Bevor 1954 mit der professionellen Fernsehzuschaerforschung begonnen wurde, gab es im Hörfunk schon seit längerem Tendenzen, die Zuhörerreaktion auf das Programm zu ergründen. Dies geschah beispielsweise durch die Analyse spontaner Hörerpost und der Reaktion auf gezielte Aufrufe in Sendungen. Inge Mohr erläuterte in ihrem Vortrag "Wie die GfK das Fernsehen bestimmt" die heutigen Möglichkeiten das Fernsehverhalten der Bevölkerung zu erforschen un die Probleme, mit denen die Medienforschung behaftet ist.
Der Auftraggeber für Fernsehforschung ist heute die Arbeitsgemeinschaft Fernsehforschung (AGF), welche nahezu alle deutschen Sender in einem "Familienmodell" vereint. In deren Organsations- und Entscheidungsstruktur ist die Werbewirtschaft einbezogen. Die Gesellschaft für Kosumforschung (GfK), das viertgrößte Marktforschungsunternehmen der Welt, betreibt für diese Vereinigung ein Panel, welches die Fernsehnutzung von ca. 5600 Personen erfasst. Die Bezugsgröße für Fernsehforschung bildet nicht wie früher die Einschaltquote, sondern der Marktanteil eines Formats, da sich erstere auf die Mediennutzung in einem Haushalt bezieht, heute jedoch häufig mehrere Fernseher pro Haushalt vorhanden sind. Als Vorteile der Datenerhebung nennt die Leiterin der Medienforschung beim rbb die technische Messung des Fernsehverhaltens und die tägliche Reichweite der Daten. Allerdings merkt sie kritisch an, dass die Fernsehnutzung über den PC oder die Außerhausnutzung (Hotels, Büro, public viewing) unberücksichtigt blieben.

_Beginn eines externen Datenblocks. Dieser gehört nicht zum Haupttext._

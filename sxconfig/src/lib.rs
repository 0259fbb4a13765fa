//! # sxconfig - valeurs des templates
//!
//! - [`read_values`] : fichier `--set-file`, un mapping YAML
//! - [`read_bundle`] : fichier `-a`, liste de templates + valeurs communes
//! - [`merge`] : fusion récursive, l'enfant gagne

mod bundle;
mod values;

pub use bundle::{Bundle, ResolvedTemplate, TemplateEntry, bundle_dir, read_bundle};
pub use values::{Values, merge, parse_values, read_values};

pub use serde_yaml::Value;
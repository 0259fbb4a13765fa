//! Erreurs du client Secret Server

use sxsoap::SoapError;
use thiserror::Error;

/// Valeur substituée quand un secret est introuvable
pub const UNKNOWN_SECRET: &str = "<unknown-secret>";

/// Valeur substituée quand le secret existe mais pas le champ demandé
pub const UNKNOWN_SECRET_FIELD: &str = "<unknown-secret-field>";

pub type Result<T> = std::result::Result<T, ThycoticError>;

#[derive(Debug, Error)]
pub enum ThycoticError {
    #[error(transparent)]
    Soap(#[from] SoapError),

    /// Authenticate returned an empty token
    #[error("unauthorized{}", format_errors(.errors))]
    Unauthorized { errors: Vec<String> },

    #[error("no secret {id}: {source}")]
    SecretUnavailable {
        id: i32,
        #[source]
        source: SoapError,
    },

    #[error("no secret {id}{}", format_errors(.errors))]
    SecretNotFound { id: i32, errors: Vec<String> },

    #[error("secret {id} has no field {field}")]
    FieldNotFound { id: i32, field: String },
}

impl ThycoticError {
    /// Texte à substituer dans un template à la place de la valeur
    pub fn placeholder(&self) -> &'static str {
        match self {
            ThycoticError::FieldNotFound { .. } => UNKNOWN_SECRET_FIELD,
            _ => UNKNOWN_SECRET,
        }
    }
}

fn format_errors(errors: &[String]) -> String {
    if errors.is_empty() {
        String::new()
    } else {
        format!(": {}", errors.join("; "))
    }
}
//! RPC engine: encode, POST, decode

use std::sync::Arc;

use serde::Serialize;
use serde::de::DeserializeOwned;
use tracing::debug;

use crate::envelope::{Body, Envelope, Header, HeaderItem, SoapPayload};
use crate::error::{Result, SoapError};
use crate::transport::{ClientConfig, Transport};

/// Client SOAP 1.1.
///
/// Built once per session. Header items registered with [`add_header`] are
/// serialized into every later call. Registration needs `&mut self`, calls
/// only `&self`, so a client can be shared between threads once set up.
///
/// [`add_header`]: SoapClient::add_header
#[derive(Debug)]
pub struct SoapClient {
    config: ClientConfig,
    transport: Transport,
    headers: Header,
}

impl SoapClient {
    pub fn new(config: ClientConfig) -> Self {
        let transport = Transport::new(&config);
        Self {
            config,
            transport,
            headers: Header::default(),
        }
    }

    pub fn url(&self) -> &str {
        self.transport.url()
    }

    pub fn config(&self) -> &ClientConfig {
        &self.config
    }

    /// Ajoute un élément de header envoyé avec chaque appel suivant
    pub fn add_header(&mut self, item: impl HeaderItem + 'static) {
        self.headers.push(Arc::new(item));
    }

    pub fn add_shared_header(&mut self, item: Arc<dyn HeaderItem>) {
        self.headers.push(item);
    }

    pub fn headers(&self) -> &Header {
        &self.headers
    }

    pub fn build_envelope<'r, Req>(&self, request: &'r Req) -> Envelope<&'r Req> {
        Envelope::with_header(self.headers.clone(), Body::Content(request))
    }

    /// Sérialise la requête telle qu'elle serait envoyée pour `action`
    pub fn encode_request<Req>(&self, action: &str, request: &Req) -> Result<Vec<u8>>
    where
        Req: Serialize + SoapPayload,
    {
        self.build_envelope(request)
            .to_xml()
            .map_err(|e| SoapError::encode(action, e))
    }

    /// Appelle `action` et remplit `response` avec le contenu du Body
    ///
    /// An empty reply, or a Body without any child, leaves `response`
    /// untouched. A Fault is returned as [`SoapError::Fault`] and `response`
    /// is not modified either.
    pub fn call<Req, Resp>(&self, action: &str, request: &Req, response: &mut Resp) -> Result<()>
    where
        Req: Serialize + SoapPayload,
        Resp: DeserializeOwned,
    {
        let payload = self.encode_request(action, request)?;
        debug!(
            action = %action,
            element = Req::ELEMENT,
            headers = self.headers.len(),
            bytes = payload.len(),
            "SOAP call"
        );

        let raw = self
            .transport
            .post(action, &payload)
            .map_err(|e| SoapError::transport(action, e))?;

        if raw.is_empty() {
            debug!(action = %action, "empty SOAP response");
            return Ok(());
        }

        let envelope = Envelope::<Resp>::from_xml(&raw).map_err(|e| {
            debug!(
                action = %action,
                body = %String::from_utf8_lossy(&raw),
                "undecodable SOAP response"
            );
            SoapError::decode(action, e)
        })?;

        match envelope.body {
            Body::Content(content) => {
                *response = content;
                Ok(())
            }
            Body::Fault(fault) => {
                debug!(action = %action, code = %fault.code, message = %fault.message, "SOAP fault");
                Err(SoapError::fault(action, fault))
            }
            Body::Empty => Ok(()),
        }
    }

    /// Variante de [`call`](SoapClient::call) qui renvoie une réponse neuve
    pub fn invoke<Req, Resp>(&self, action: &str, request: &Req) -> Result<Resp>
    where
        Req: Serialize + SoapPayload,
        Resp: DeserializeOwned + Default,
    {
        let mut response = Resp::default();
        self.call(action, request, &mut response)?;
        Ok(response)
    }
}

#[cfg(test)]
mod tests {
    use super::*;
    use crate::security::SecurityHeader;

    #[derive(Serialize)]
    struct VersionGet {}

    impl SoapPayload for VersionGet {
        const ELEMENT: &'static str = "VersionGet";
        const NAMESPACE: &'static str = "urn:thesecretserver.com";
    }

    #[test]
    fn request_without_headers_has_no_header_element() {
        let client = SoapClient::new(ClientConfig::new("http://localhost:1/ws"));
        let xml = client.encode_request("urn:thesecretserver.com/VersionGet", &VersionGet {}).unwrap();
        let xml = String::from_utf8(xml).unwrap();

        assert!(!xml.contains("Header"));
        assert!(xml.contains(r#"<VersionGet xmlns="urn:thesecretserver.com"/>"#)
            || xml.contains(r#"<VersionGet xmlns="urn:thesecretserver.com"></VersionGet>"#));
    }

    #[test]
    fn registered_header_goes_into_every_request() {
        let mut client = SoapClient::new(ClientConfig::new("http://localhost:1/ws"));
        client.add_header(SecurityHeader::new("alice", "pw", "1"));
        assert_eq!(client.headers().len(), 1);

        for _ in 0..2 {
            let xml = client.encode_request("a", &VersionGet {}).unwrap();
            let xml = String::from_utf8(xml).unwrap();
            assert!(xml.contains("<soap:Header><wsse:Security"));
            assert!(xml.contains("<wsse:Username>alice</wsse:Username>"));
        }
    }
}
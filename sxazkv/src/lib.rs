//! # sxazkv - Key Vault
//!
//! Lecture de secrets dans un Key Vault, avec une authentification
//! `client_credentials` prise dans l'environnement (`AZURE_TENANT_ID`,
//! `AZURE_CLIENT_ID`, `AZURE_CLIENT_SECRET`).
//!
//! ```no_run
//! use sxazkv::{Credentials, KeyVault};
//! use sxsoap::ClientConfig;
//!
//! let credentials = Credentials::from_env()?;
//! let vault = KeyVault::login(&ClientConfig::new("https://name.vault.azure.net"), &credentials)?;
//! let value = vault.secret("db-password")?;
//! # Ok::<(), sxazkv::KeyVaultError>(())
//! ```

mod client;
mod credentials;
mod error;

pub use client::{API_VERSION, KeyVault, VAULT_SCOPE, is_valid_secret_name};
pub use credentials::{
    Credentials, DEFAULT_AUTHORITY_HOST, ENV_AUTHORITY_HOST, ENV_CLIENT_ID, ENV_CLIENT_SECRET,
    ENV_TENANT_ID, REQUIRED_VARIABLES,
};
pub use error::{KeyVaultError, Result, UNKNOWN_SECRET};
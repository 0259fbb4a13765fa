//! # sxthycotic - Secret Server
//!
//! Opérations du web service SOAP du Secret Server, construites sur
//! [`sxsoap`].
//!
//! - [`SecretServer`] : une méthode par opération déclarée dans [`operations`]
//! - [`SecretServer::login`] : `Authenticate` → token
//! - [`SecretServer::secret_field`] : `GetSecret` → valeur d'un champ
//! - [`Session`] : serveur + token, utilisé par les templates
//!
//! ```no_run
//! use sxsoap::ClientConfig;
//! use sxthycotic::{SecretServer, Session};
//!
//! let config = ClientConfig::new(SecretServer::endpoint("https://ss.example.com"));
//! let session = Session::login(SecretServer::new(config), "svc", "pw", "CORP")?;
//! let password = session.secret_field(1234, "Password")?;
//! # Ok::<(), sxthycotic::ThycoticError>(())
//! ```

mod error;
pub mod model;
pub mod operations;
mod service;

pub use error::{Result, ThycoticError, UNKNOWN_SECRET, UNKNOWN_SECRET_FIELD};
pub use service::{SecretServer, Session, WEB_SERVICE_PATH};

Von Bedeutung sind die Messungen der GfK als interne Erfolgskontrolle der Sender, als Grundlage für langfristige und strategische Programmplanung, für die Festlegung der Werbepreise und für die Eigenwerbung.
Gleichwohl warnt Inge Mohr davor, die Quoten als "Fetisch" zu verstehen. Man sollte sie ernst nehmen, aber ihre Aussagekraft nicht überschätzen.